Japanese poetry, from the series "Three Classical Arts for the Sugawara Circle (Sugawara sanseki)"
- Date:
- early 1820s
- Medium:
- Color woodblock print; shikishiban, surimono
- Source:
- Art Institute of Chicago
Description
Japanese Poetry belongs to Yashima Gakutei's privately commissioned [surimono](/glossary/surimono) series Three Classical Arts for the Sugawara Circle (Sugawara sanseki), made around 1820 and now held by the Art Institute of Chicago. The set takes its name from the Sugawara poetry circle and its three subjects from a classical triad of literary arts, with this sheet representing the indigenous tradition of Japanese poetry: waka and, by extension, the linked-verse forms and the kyoka that circle members themselves practiced. As a surimono, the print was issued outside the commercial publishing system, paid for by club members and produced in a small deluxe edition to be exchanged as a gift or kept as a memento of a poetry gathering.
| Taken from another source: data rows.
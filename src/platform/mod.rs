// ── Platform abstraction layer ────────────────────────────────────────────────
//
// This module defines the interface that the rest of the codebase uses to
// talk to the OS: the windowing subsystem (`WindowSystem`) and the 2D
// drawing/text subsystem (`Graphics`).  No `unsafe` lives here; all Win32 FFI
// is confined to the `win32` sub-module and never leaks outward.

#[cfg(windows)]
pub mod win32;

#[cfg(test)]
pub(crate) mod fake;

use crate::error::Result;

// ── Shared value types ────────────────────────────────────────────────────────

/// Opaque identifier of a native window (the HWND bits on Windows).
#[derive(Debug, Clone, Copy, PartialEq, Eq, Hash)]
pub(crate) struct WindowId(pub(crate) isize);

/// A size in device pixels.
#[derive(Debug, Clone, Copy, PartialEq, Eq, Default)]
pub(crate) struct PixelSize {
    pub(crate) width: u32,
    pub(crate) height: u32,
}

impl PixelSize {
    pub(crate) const fn new(width: u32, height: u32) -> Self {
        Self { width, height }
    }
}

#[derive(Debug, Clone, Copy, PartialEq, Default)]
pub(crate) struct Point {
    pub(crate) x: f32,
    pub(crate) y: f32,
}

/// Layout rectangle in DIPs.
#[derive(Debug, Clone, Copy, PartialEq, Default)]
pub(crate) struct RectF {
    pub(crate) left: f32,
    pub(crate) top: f32,
    pub(crate) right: f32,
    pub(crate) bottom: f32,
}

impl RectF {
    /// The rectangle anchored at the origin that covers `size`.
    pub(crate) fn from_size(size: PixelSize) -> Self {
        Self {
            left: 0.0,
            top: 0.0,
            right: size.width as f32,
            bottom: size.height as f32,
        }
    }
}

/// Straight-alpha RGBA colour with components in `0.0..=1.0`.
#[derive(Debug, Clone, Copy, PartialEq)]
pub(crate) struct Color {
    pub(crate) r: f32,
    pub(crate) g: f32,
    pub(crate) b: f32,
    pub(crate) a: f32,
}

impl Color {
    /// Build an opaque colour from a `0xRRGGBB` value, like `D2D1::ColorF(rgb)`.
    pub(crate) fn from_rgb(rgb: u32) -> Self {
        let channel = |shift: u32| ((rgb >> shift) & 0xFF) as f32 / 255.0;
        Self {
            r: channel(16),
            g: channel(8),
            b: channel(0),
            a: 1.0,
        }
    }
}

/// Font used for the display text.
#[derive(Debug, Clone, Copy, PartialEq)]
pub(crate) struct FontSpec {
    pub(crate) family: &'static str,
    /// Em size in DIPs.
    pub(crate) size: f32,
    pub(crate) locale: &'static str,
}

/// Result of closing a draw bracket.
#[derive(Debug, Clone, Copy, PartialEq, Eq)]
pub(crate) enum EndDraw {
    /// The frame was presented (or failed in a way that a repaint can fix).
    Presented,
    /// The device was lost; every device-dependent resource must be rebuilt.
    RecreateTarget,
}

// ── Windowing subsystem ───────────────────────────────────────────────────────

/// The subset of the native windowing API the paint surface calls directly.
///
/// Class registration, window creation and the message loop belong to the
/// platform shell and are not part of this trait.
pub(crate) trait WindowSystem {
    /// Current client-area size of `window`.
    fn client_size(&self, window: WindowId) -> PixelSize;

    /// Mark the whole client area dirty without erasing the background.
    fn invalidate(&self, window: WindowId);

    /// Mark the whole client area clean after a paint.
    fn validate(&self, window: WindowId);

    /// Post a quit message carrying `exit_code` to the UI thread's queue.
    fn request_quit(&self, exit_code: i32);
}

// ── 2D drawing / text subsystem ───────────────────────────────────────────────

/// Device-independent factories plus the immediate-mode draw calls.
///
/// An implementor *is* the device-independent tier: it is created once at
/// startup and hands out the device-dependent objects below.
pub(crate) trait Graphics {
    type Target;
    type Brush;
    type Format;

    /// Create a render target bound to `window` with the given pixel size.
    fn create_render_target(&self, window: WindowId, size: PixelSize) -> Result<Self::Target>;

    fn create_solid_brush(&self, target: &Self::Target, color: Color) -> Result<Self::Brush>;

    /// Create a text format whose text and paragraph alignment are both
    /// centered.
    fn create_text_format(&self, font: &FontSpec) -> Result<Self::Format>;

    /// Resize `target` in place.
    fn resize(&self, target: &Self::Target, size: PixelSize) -> Result<()>;

    /// Current pixel size of `target`.
    fn target_size(&self, target: &Self::Target) -> PixelSize;

    fn begin_draw(&self, target: &Self::Target);

    fn set_identity_transform(&self, target: &Self::Target);

    fn clear(&self, target: &Self::Target, color: Color);

    fn draw_line(
        &self,
        target: &Self::Target,
        from: Point,
        to: Point,
        brush: &Self::Brush,
        stroke_width: f32,
    );

    fn draw_text(
        &self,
        target: &Self::Target,
        text: &[u16],
        format: &Self::Format,
        layout: RectF,
        brush: &Self::Brush,
    );

    fn end_draw(&self, target: &Self::Target) -> EndDraw;
}

// ── Entry point ───────────────────────────────────────────────────────────────

/// Create the window and run the message loop until the user closes it.
#[cfg(windows)]
pub(crate) fn run() -> Result<()> {
    win32::window::run()
}

/// Termy has no renderer outside Windows.
#[cfg(not(windows))]
pub(crate) fn run() -> Result<()> {
    Err(crate::error::TermyError::UnsupportedPlatform)
}

// ── Tests ─────────────────────────────────────────────────────────────────────

#[cfg(test)]
mod tests {
    use super::*;

    #[test]
    fn light_slate_gray_channels() {
        let c = Color::from_rgb(0x778899);
        assert!((c.r - 0x77 as f32 / 255.0).abs() < f32::EPSILON);
        assert!((c.g - 0x88 as f32 / 255.0).abs() < f32::EPSILON);
        assert!((c.b - 0x99 as f32 / 255.0).abs() < f32::EPSILON);
        assert_eq!(c.a, 1.0);
    }

    #[test]
    fn white_is_all_ones() {
        assert_eq!(
            Color::from_rgb(0xFFFFFF),
            Color {
                r: 1.0,
                g: 1.0,
                b: 1.0,
                a: 1.0
            }
        );
    }

    #[test]
    fn layout_rect_covers_client() {
        let r = RectF::from_size(PixelSize::new(500, 300));
        assert_eq!(
            r,
            RectF {
                left: 0.0,
                top: 0.0,
                right: 500.0,
                bottom: 300.0
            }
        );
    }
}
Gakutei was one of the leading specialists of the genre in his time, a pupil within the Hokusai school under Katsushika Hokusai, and his treatment of the subject draws on the school's combination of figural elegance and refined design. The image is deliberately spare, leaving generous space for the kyoka poems printed alongside it; embossed textures, burnished metallic pigments, and carefully tuned mineral colors register the sheet's status as a luxury object. To members of the Sugawara circle, the print announced both the topic of the day and the cultural lineage they claimed for their own verses. As a kyoka-e by Yashima Gakutei in the Hokusai school manner, Japanese Poetry is a small, learned object that condenses a long literary inheritance into a single luminous sheet.